## Try it
Below are the entries. Transcribe exactly the lines from the one with "let xm1 = ch(&self.hist[0]);" through the one with "console_error_panic_hook::set_once();", ends included, and leave out all others.

## Dataset content

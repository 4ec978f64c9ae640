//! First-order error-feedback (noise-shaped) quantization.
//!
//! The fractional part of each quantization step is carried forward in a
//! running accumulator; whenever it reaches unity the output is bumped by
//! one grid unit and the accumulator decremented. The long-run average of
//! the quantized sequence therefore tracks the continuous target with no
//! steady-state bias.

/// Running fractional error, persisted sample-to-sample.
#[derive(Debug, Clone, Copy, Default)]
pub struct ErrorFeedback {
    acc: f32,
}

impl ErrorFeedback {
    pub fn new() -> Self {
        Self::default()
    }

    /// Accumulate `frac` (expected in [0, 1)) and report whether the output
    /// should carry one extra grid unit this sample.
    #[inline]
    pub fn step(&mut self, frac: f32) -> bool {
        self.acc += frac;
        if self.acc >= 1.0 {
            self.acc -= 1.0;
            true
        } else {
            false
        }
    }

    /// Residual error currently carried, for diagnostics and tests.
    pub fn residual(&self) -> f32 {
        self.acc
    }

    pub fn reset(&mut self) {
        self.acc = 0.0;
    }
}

--

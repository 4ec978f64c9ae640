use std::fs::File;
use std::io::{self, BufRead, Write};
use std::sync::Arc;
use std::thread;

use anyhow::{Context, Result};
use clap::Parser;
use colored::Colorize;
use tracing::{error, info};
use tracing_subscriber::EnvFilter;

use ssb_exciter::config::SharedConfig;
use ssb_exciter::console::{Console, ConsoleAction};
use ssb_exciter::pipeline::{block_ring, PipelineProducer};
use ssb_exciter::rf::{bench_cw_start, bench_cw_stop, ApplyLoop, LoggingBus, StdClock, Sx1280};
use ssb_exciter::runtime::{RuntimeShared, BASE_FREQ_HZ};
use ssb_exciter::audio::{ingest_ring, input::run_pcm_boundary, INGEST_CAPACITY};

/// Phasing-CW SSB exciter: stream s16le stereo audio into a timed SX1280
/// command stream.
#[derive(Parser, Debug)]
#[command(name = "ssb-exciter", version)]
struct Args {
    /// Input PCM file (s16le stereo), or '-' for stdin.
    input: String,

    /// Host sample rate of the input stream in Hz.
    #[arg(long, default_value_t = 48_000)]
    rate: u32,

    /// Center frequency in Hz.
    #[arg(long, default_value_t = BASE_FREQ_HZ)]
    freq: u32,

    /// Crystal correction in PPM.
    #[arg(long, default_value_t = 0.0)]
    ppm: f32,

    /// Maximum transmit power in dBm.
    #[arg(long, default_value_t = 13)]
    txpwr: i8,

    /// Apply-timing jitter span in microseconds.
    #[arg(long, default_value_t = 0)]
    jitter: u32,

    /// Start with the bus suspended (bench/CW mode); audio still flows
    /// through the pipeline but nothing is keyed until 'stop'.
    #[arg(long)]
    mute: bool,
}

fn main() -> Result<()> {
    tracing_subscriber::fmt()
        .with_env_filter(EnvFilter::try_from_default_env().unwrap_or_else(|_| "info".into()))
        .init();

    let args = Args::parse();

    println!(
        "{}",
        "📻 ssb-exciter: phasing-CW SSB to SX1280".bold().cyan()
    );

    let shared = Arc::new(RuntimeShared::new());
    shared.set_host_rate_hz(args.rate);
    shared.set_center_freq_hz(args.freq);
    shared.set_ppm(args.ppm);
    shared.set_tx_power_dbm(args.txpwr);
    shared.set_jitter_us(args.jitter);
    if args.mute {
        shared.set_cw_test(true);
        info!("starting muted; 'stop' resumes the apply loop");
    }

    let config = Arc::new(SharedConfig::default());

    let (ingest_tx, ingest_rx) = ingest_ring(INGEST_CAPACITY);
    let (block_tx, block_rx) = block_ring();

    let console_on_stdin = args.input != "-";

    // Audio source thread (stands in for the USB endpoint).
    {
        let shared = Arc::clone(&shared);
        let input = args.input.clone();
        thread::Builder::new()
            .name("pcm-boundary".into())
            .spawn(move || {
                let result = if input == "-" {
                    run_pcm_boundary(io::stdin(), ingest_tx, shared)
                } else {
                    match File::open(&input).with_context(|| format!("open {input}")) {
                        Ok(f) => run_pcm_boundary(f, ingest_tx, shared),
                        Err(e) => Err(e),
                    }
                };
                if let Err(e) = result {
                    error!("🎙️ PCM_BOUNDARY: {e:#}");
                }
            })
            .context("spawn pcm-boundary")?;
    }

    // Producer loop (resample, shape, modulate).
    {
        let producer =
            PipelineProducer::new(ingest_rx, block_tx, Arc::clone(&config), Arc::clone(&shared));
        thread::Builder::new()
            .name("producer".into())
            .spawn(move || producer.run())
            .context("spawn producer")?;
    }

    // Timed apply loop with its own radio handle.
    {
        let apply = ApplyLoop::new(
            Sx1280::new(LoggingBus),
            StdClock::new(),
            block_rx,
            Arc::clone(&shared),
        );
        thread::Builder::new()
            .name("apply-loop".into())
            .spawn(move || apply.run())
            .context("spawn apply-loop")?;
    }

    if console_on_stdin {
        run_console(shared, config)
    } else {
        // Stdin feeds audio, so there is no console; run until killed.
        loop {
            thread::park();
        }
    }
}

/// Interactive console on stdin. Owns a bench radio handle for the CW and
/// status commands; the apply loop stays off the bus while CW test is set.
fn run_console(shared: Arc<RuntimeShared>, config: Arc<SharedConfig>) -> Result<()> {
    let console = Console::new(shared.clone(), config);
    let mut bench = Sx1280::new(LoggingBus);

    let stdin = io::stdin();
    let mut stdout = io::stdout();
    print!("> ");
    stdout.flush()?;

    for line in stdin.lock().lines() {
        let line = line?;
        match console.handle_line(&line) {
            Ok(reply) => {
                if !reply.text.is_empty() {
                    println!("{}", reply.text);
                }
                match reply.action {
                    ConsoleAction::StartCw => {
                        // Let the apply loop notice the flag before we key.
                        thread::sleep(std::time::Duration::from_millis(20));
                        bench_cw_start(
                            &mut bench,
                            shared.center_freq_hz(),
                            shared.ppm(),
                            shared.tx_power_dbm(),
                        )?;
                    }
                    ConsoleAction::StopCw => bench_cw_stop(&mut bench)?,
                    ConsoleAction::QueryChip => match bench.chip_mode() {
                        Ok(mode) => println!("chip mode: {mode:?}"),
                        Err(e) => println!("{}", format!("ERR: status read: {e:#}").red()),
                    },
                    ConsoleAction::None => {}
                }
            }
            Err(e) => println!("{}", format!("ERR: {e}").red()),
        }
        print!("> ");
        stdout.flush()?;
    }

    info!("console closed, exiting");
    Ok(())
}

--

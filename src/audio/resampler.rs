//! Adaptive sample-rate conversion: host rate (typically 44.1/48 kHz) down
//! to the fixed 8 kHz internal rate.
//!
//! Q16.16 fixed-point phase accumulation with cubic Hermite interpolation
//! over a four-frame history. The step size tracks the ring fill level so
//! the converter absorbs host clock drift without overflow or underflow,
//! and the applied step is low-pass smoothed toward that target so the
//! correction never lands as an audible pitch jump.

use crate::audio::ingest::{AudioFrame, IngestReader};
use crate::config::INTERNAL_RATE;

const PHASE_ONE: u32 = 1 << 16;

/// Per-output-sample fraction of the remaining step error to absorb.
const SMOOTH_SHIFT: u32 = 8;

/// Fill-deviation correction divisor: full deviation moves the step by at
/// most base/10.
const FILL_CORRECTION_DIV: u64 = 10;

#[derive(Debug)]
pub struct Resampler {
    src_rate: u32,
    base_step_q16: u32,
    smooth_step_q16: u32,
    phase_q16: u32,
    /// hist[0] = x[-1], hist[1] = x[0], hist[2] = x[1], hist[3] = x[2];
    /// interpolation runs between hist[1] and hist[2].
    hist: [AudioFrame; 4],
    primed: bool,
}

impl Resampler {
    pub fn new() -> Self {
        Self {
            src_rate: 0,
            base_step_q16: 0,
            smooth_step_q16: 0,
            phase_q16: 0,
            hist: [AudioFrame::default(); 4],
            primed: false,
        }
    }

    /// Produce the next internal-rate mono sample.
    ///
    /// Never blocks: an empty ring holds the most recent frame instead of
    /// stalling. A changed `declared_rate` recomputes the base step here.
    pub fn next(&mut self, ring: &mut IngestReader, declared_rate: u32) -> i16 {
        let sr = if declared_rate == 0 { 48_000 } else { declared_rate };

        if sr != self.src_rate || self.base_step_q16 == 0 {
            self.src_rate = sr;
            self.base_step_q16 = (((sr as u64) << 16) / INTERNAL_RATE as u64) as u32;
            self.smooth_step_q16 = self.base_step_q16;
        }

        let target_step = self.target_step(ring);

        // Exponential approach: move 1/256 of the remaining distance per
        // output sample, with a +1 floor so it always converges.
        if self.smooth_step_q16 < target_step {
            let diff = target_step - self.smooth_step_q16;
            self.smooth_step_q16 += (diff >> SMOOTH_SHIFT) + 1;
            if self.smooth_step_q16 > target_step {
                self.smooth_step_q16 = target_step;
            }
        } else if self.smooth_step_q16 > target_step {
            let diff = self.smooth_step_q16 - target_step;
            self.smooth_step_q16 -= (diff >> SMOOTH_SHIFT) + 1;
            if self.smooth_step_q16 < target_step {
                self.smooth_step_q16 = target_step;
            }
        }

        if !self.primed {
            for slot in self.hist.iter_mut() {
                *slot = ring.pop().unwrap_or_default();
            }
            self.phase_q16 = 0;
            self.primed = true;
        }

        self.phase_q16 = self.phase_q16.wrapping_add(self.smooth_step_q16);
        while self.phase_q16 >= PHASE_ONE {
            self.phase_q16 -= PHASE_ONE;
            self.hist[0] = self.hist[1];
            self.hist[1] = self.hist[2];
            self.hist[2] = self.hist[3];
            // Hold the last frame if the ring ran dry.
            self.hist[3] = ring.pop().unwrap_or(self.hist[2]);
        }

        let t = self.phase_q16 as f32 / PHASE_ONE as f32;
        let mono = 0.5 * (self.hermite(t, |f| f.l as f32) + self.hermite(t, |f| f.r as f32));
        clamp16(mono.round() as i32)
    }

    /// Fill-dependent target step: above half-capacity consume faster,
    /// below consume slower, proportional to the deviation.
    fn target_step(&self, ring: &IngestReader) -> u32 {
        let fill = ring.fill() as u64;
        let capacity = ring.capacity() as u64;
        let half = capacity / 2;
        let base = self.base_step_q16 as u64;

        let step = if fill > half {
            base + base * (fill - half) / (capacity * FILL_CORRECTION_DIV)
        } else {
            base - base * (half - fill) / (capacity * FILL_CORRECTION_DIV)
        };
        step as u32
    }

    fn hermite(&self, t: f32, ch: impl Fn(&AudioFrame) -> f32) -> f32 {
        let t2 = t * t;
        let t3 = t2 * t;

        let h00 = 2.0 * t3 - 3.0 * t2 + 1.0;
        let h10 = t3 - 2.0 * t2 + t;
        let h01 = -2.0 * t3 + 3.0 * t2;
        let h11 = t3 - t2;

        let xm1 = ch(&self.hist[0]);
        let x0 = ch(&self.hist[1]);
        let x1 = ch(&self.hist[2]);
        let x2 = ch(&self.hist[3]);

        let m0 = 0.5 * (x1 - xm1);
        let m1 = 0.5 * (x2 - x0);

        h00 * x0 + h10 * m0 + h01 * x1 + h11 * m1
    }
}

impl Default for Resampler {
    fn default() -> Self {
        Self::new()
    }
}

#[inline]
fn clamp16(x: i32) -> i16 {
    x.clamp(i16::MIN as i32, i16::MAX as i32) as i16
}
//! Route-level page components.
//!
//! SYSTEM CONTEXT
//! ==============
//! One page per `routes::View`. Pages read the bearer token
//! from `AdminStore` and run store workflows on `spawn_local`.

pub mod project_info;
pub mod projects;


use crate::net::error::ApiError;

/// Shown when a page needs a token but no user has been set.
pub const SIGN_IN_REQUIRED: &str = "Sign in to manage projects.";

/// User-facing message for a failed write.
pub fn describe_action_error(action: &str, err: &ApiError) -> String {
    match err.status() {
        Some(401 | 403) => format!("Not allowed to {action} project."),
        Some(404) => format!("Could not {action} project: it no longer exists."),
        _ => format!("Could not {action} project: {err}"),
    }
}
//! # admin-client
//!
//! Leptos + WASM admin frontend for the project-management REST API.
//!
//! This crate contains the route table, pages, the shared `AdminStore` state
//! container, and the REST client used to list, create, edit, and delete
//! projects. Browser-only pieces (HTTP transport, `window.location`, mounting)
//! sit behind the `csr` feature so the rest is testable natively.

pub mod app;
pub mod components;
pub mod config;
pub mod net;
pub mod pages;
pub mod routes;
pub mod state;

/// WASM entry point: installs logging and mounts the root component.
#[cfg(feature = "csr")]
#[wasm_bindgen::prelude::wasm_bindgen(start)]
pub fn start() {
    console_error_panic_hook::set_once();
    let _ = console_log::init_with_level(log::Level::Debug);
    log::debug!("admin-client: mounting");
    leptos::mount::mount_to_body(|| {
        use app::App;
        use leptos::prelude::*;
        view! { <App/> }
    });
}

## Task solution
        let xm1 = ch(&self.hist[0]);
        let x0 = ch(&self.hist[1]);
        let x1 = ch(&self.hist[2]);
        let x2 = ch(&self.hist[3]);

        let m0 = 0.5 * (x1 - xm1);
        let m1 = 0.5 * (x2 - x0);

        h00 * x0 + h10 * m0 + h01 * x1 + h11 * m1
    }
}

impl Default for Resampler {
    fn default() -> Self {
        Self::new()
    }
}

#[inline]
fn clamp16(x: i32) -> i16 {
    x.clamp(i16::MIN as i32, i16::MAX as i32) as i16
}
//! Route-level page components.
//!
//! SYSTEM CONTEXT
//! ==============
//! One page per `routes::View`. Pages read the bearer token
//! from `AdminStore` and run store workflows on `spawn_local`.

pub mod project_info;
pub mod projects;


use crate::net::error::ApiError;

/// Shown when a page needs a token but no user has been set.
pub const SIGN_IN_REQUIRED: &str = "Sign in to manage projects.";

/// User-facing message for a failed write.
pub fn describe_action_error(action: &str, err: &ApiError) -> String {
    match err.status() {
        Some(401 | 403) => format!("Not allowed to {action} project."),
        Some(404) => format!("Could not {action} project: it no longer exists."),
        _ => format!("Could not {action} project: {err}"),
    }
}
//! # admin-client
//!
//! Leptos + WASM admin frontend for the project-management REST API.
//!
//! This crate contains the route table, pages, the shared `AdminStore` state
//! container, and the REST client used to list, create, edit, and delete
//! projects. Browser-only pieces (HTTP transport, `window.location`, mounting)
//! sit behind the `csr` feature so the rest is testable natively.

pub mod app;
pub mod components;
pub mod config;
pub mod net;
pub mod pages;
pub mod routes;
pub mod state;

/// WASM entry point: installs logging and mounts the root component.
#[cfg(feature = "csr")]
#[wasm_bindgen::prelude::wasm_bindgen(start)]
pub fn start() {
    console_error_panic_hook::set_once();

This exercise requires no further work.